EXERCISE INSTRUCTIONS:
Extract, from the listing that follows, each line containing the word "renderer".
○ ○ ○ ○
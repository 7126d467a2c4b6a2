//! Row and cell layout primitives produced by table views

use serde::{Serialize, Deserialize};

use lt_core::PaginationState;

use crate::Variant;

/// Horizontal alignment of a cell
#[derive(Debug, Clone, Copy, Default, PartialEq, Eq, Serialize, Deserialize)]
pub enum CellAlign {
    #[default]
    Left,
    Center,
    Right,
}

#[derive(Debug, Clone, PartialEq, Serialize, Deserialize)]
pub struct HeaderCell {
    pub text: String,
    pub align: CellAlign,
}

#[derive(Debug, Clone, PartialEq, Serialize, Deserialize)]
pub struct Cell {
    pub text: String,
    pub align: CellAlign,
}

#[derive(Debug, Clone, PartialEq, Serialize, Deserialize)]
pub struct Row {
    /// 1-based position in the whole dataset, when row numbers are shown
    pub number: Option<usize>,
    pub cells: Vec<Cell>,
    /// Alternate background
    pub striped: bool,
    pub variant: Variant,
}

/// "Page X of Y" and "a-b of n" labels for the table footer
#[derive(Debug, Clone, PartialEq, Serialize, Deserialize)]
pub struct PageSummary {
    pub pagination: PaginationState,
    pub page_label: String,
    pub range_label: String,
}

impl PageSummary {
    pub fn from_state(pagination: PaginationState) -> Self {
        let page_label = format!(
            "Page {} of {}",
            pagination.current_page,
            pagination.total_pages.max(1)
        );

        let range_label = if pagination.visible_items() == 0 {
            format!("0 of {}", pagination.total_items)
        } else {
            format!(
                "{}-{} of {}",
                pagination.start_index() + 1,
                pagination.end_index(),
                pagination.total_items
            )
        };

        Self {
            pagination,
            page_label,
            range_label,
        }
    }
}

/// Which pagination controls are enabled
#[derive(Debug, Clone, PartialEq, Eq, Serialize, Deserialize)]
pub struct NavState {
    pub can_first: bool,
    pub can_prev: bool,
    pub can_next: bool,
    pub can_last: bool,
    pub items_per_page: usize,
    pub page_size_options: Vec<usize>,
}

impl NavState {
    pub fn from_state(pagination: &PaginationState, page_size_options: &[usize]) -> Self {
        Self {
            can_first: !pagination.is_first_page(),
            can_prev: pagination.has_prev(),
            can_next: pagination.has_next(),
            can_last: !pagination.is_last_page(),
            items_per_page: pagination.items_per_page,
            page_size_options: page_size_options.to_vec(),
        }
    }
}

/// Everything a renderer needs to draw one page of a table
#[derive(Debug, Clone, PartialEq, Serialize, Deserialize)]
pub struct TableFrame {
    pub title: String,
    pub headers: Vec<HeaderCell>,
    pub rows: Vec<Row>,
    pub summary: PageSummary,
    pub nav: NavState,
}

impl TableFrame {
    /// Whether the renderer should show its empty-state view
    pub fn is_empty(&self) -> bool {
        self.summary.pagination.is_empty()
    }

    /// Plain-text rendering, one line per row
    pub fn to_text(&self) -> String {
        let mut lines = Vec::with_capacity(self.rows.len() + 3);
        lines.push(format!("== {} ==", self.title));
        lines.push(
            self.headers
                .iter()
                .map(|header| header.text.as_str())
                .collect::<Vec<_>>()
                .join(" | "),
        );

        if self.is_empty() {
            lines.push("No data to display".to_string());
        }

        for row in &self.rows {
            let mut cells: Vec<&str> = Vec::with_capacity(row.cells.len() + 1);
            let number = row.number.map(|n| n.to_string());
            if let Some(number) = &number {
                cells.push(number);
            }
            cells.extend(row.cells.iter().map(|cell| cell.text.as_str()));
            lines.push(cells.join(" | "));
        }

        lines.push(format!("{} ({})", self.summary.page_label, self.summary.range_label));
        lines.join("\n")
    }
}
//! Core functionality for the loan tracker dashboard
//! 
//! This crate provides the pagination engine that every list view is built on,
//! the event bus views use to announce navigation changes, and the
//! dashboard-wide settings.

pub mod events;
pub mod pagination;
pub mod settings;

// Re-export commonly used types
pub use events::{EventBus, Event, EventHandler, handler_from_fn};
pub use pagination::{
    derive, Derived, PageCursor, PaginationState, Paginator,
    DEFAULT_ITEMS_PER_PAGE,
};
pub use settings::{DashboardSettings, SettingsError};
○ ○ ○ ○
SOLUTION TO THIS EXERCISE:
/// Everything a renderer needs to draw one page of a table
    /// Whether the renderer should show its empty-state view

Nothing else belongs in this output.